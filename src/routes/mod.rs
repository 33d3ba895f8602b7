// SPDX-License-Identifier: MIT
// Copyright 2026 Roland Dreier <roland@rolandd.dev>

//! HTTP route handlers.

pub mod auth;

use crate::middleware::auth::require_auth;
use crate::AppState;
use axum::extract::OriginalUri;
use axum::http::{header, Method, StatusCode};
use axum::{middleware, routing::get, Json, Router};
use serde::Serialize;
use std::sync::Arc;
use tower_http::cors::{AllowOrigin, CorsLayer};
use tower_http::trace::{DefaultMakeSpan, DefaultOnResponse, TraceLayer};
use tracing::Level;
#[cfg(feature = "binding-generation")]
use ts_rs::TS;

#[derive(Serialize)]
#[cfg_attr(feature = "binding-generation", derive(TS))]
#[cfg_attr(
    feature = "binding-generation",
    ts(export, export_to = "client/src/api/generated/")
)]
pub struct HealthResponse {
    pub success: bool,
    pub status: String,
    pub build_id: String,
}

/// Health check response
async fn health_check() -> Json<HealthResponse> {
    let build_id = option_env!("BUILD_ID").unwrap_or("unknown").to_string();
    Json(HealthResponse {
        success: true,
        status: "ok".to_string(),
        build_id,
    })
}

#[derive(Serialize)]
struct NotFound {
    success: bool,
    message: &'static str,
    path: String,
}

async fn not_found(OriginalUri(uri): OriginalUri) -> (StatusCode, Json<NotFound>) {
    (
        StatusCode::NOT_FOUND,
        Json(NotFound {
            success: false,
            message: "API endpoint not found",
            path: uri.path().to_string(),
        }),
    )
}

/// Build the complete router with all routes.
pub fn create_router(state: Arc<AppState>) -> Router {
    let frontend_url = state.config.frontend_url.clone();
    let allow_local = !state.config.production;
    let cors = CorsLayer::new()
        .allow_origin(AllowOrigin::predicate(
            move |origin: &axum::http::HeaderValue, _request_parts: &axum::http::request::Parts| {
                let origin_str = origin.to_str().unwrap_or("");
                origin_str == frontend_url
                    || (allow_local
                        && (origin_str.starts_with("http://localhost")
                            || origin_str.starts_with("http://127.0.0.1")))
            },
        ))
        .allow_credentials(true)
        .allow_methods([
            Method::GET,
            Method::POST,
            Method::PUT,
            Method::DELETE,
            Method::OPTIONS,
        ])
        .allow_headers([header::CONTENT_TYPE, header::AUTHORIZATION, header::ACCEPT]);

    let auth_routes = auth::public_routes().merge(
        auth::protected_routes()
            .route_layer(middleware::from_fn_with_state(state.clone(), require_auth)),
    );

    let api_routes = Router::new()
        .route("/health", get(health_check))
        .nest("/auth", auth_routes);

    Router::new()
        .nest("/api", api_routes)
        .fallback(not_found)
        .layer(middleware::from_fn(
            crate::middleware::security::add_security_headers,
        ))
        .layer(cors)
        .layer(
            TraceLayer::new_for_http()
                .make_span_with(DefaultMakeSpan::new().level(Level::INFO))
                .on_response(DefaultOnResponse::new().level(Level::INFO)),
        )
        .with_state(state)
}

┄┄┄┄┄┄┄┄┄┄┄┄┄┄┄┄┄┄┄┄

### What is needed
Throughout the material above, find lines holding the word "binding", then copy them.

### Written solution
#[cfg(feature = "binding-generation")]
#[cfg_attr(feature = "binding-generation", derive(TS))]
    feature = "binding-generation",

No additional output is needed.